For those of us in the cheap seats at the ICANN parade, an amusing possibility would be for ICANN to authorize someone other than the patent owner or licensee to implement the WLS. While other varieties of standards organizations or technical coordination organizations have contractual policies to counteract the tendency of some players to attempt to obtain and enforce patents relating to the relevant technical standards or coordination effort, ICANN does not. So, if one is in a position to affect ICANN policy, then one is also in a position to attempt to steer ICANN policy toward the endorsement of systems for which one is also seeking a patent position. This principle applies in spades to things like ENUM and other areas in which ICANN may endorse standards.
Ultimately, whether ICANN approves WLS is irrelevant. If it is approved, then the '498 application would ensure that only one entity, and not ICANN, will control which U.S. registries will be permitted to implement a WLS. If it is not approved, then the '497 application would ensure that only one entity will control which U.S. registrars will be permitted to run systems which monitor domain name registration status and then seek to re-register expired domain names on behalf of their customers.

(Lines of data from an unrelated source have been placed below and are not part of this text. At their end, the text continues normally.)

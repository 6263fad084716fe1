//! In-memory TCE repository for tests and local development.

use async_trait::async_trait;
use parking_lot::RwLock;

use crate::db::repository::{RepositoryError, RepositoryResult, TceRepository};
use crate::models::{DetectionRecord, SpocTce, TessSpocTce, TicId};

#[derive(Debug, Default)]
struct LocalData {
    spoc: Vec<SpocTce>,
    tess_spoc: Vec<TessSpocTce>,
    spoc_failure: Option<String>,
    tess_spoc_failure: Option<String>,
}

/// Repository holding TCEs in memory.
///
/// Either source can be switched into a failing state to exercise the
/// partial-failure paths of the lookup service.
#[derive(Debug, Default)]
pub struct LocalRepository {
    data: RwLock<LocalData>,
}

impl LocalRepository {
    pub fn new() -> Self {
        Self::default()
    }

    pub fn insert_spoc(&self, tce: SpocTce) {
        self.data.write().spoc.push(tce);
    }

    pub fn insert_tess_spoc(&self, tce: TessSpocTce) {
        self.data.write().tess_spoc.push(tce);
    }

    /// Make SPOC lookups fail with a backend-unavailable error.
    pub fn fail_spoc(&self, message: impl Into<String>) {
        self.data.write().spoc_failure = Some(message.into());
    }

    /// Make TESS-SPOC lookups fail with a backend-unavailable error.
    pub fn fail_tess_spoc(&self, message: impl Into<String>) {
        self.data.write().tess_spoc_failure = Some(message.into());
    }
}

fn matching<T: DetectionRecord + Clone>(records: &[T], tic: TicId) -> Vec<T> {
    records
        .iter()
        .filter(|r| r.tic_id() == tic)
        .cloned()
        .collect()
}

#[async_trait]
impl TceRepository for LocalRepository {
    async fn fetch_spoc_tces(&self, tic: TicId) -> RepositoryResult<Vec<SpocTce>> {
        let data = self.data.read();
        if let Some(msg) = &data.spoc_failure {
            return Err(RepositoryError::unavailable(msg.clone()));
        }
        Ok(matching(&data.spoc, tic))
    }

    async fn fetch_tess_spoc_tces(&self, tic: TicId) -> RepositoryResult<Vec<TessSpocTce>> {
        let data = self.data.read();
        if let Some(msg) = &data.tess_spoc_failure {
            return Err(RepositoryError::unavailable(msg.clone()));
        }
        Ok(matching(&data.tess_spoc, tic))
    }

    async fn health_check(&self) -> RepositoryResult<(bool, bool)> {
        let data = self.data.read();
        Ok((data.spoc_failure.is_none(), data.tess_spoc_failure.is_none()))
    }
}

The only remaining question would be the extent, if any, to which a U.S. patent based on the '497 application would confer the ability to control access to non-U.S. registrar sites by customers in the U.S. seeking to use a domain re-registration service. U.S. patents are limited to enjoining activities conducted in the U.S., the importation of articles manufactured by a process patented in the U.S., or the exportation of components of articles that would otherwise be infringing if assembled in the U.S. However, there is no case law, yet, on the subject of performing patented computer-implemented processes outside of the U.S. in a manner which is accessible in the U.S. via the internet. Rather than to attempt to predict the outcome of that legal question, a bit more creative claim drafting might be required to cover the process from a somewhat different perspective."